Records supplied: Begin
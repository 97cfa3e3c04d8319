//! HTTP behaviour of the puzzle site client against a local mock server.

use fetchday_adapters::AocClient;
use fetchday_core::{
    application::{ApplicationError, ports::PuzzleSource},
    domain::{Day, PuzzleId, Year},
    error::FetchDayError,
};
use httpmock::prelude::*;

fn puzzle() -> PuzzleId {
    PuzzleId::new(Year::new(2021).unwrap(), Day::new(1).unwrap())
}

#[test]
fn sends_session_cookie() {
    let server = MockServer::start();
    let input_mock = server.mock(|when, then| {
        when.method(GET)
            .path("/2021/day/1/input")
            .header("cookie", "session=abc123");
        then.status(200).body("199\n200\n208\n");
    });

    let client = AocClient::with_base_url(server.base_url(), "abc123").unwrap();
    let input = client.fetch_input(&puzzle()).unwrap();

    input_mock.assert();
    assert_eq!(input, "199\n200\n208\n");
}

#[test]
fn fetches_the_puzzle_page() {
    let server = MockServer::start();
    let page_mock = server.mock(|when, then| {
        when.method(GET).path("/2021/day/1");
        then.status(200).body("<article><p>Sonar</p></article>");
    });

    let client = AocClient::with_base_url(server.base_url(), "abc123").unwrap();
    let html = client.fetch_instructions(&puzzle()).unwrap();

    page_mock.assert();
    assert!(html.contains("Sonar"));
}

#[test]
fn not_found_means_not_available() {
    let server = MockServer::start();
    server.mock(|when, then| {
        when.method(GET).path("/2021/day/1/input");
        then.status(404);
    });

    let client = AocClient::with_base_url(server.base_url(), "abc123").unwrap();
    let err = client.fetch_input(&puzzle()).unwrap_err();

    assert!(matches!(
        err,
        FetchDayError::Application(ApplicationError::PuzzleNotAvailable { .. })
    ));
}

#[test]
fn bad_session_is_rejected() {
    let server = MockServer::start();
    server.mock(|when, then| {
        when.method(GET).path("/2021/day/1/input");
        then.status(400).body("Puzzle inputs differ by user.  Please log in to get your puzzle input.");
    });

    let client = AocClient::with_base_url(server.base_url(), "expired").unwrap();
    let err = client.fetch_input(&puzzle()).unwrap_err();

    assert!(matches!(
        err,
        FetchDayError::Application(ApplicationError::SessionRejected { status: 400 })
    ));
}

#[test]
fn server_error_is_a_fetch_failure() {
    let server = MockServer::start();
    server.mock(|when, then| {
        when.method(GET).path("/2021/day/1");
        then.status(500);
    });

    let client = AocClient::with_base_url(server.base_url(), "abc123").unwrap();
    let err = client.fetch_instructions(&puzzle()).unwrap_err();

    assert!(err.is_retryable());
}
Records supplied: End
• _Work to be completed_
Copy every line of the listing above exactly.

• _Completed task_
repository 97cfa3e3c04d8319
//! HTTP behaviour of the puzzle site client against a local mock server.

use fetchday_adapters::AocClient;
use fetchday_core::{
    application::{ApplicationError, ports::PuzzleSource},
    domain::{Day, PuzzleId, Year},
    error::FetchDayError,
};
use httpmock::prelude::*;

fn puzzle() -> PuzzleId {
    PuzzleId::new(Year::new(2021).unwrap(), Day::new(1).unwrap())
}

#[test]
fn sends_session_cookie() {
    let server = MockServer::start();
    let input_mock = server.mock(|when, then| {
        when.method(GET)
            .path("/2021/day/1/input")
            .header("cookie", "session=abc123");
        then.status(200).body("199\n200\n208\n");
    });

    let client = AocClient::with_base_url(server.base_url(), "abc123").unwrap();
    let input = client.fetch_input(&puzzle()).unwrap();

    input_mock.assert();
    assert_eq!(input, "199\n200\n208\n");
}

#[test]
fn fetches_the_puzzle_page() {
    let server = MockServer::start();
    let page_mock = server.mock(|when, then| {
        when.method(GET).path("/2021/day/1");
        then.status(200).body("<article><p>Sonar</p></article>");
    });

    let client = AocClient::with_base_url(server.base_url(), "abc123").unwrap();
    let html = client.fetch_instructions(&puzzle()).unwrap();

    page_mock.assert();
    assert!(html.contains("Sonar"));
}

#[test]
fn not_found_means_not_available() {
    let server = MockServer::start();
    server.mock(|when, then| {
        when.method(GET).path("/2021/day/1/input");
        then.status(404);
    });

    let client = AocClient::with_base_url(server.base_url(), "abc123").unwrap();
    let err = client.fetch_input(&puzzle()).unwrap_err();

    assert!(matches!(
        err,
        FetchDayError::Application(ApplicationError::PuzzleNotAvailable { .. })
    ));
}

#[test]
fn bad_session_is_rejected() {
    let server = MockServer::start();
    server.mock(|when, then| {
        when.method(GET).path("/2021/day/1/input");
        then.status(400).body("Puzzle inputs differ by user.  Please log in to get your puzzle input.");
    });

    let client = AocClient::with_base_url(server.base_url(), "expired").unwrap();
    let err = client.fetch_input(&puzzle()).unwrap_err();

    assert!(matches!(
        err,
        FetchDayError::Application(ApplicationError::SessionRejected { status: 400 })
    ));
}

#[test]
fn server_error_is_a_fetch_failure() {
    let server = MockServer::start();
    server.mock(|when, then| {
        when.method(GET).path("/2021/day/1");
        then.status(500);
    });

    let client = AocClient::with_base_url(server.base_url(), "abc123").unwrap();
    let err = client.fetch_instructions(&puzzle()).unwrap_err();

    assert!(err.is_retryable());
}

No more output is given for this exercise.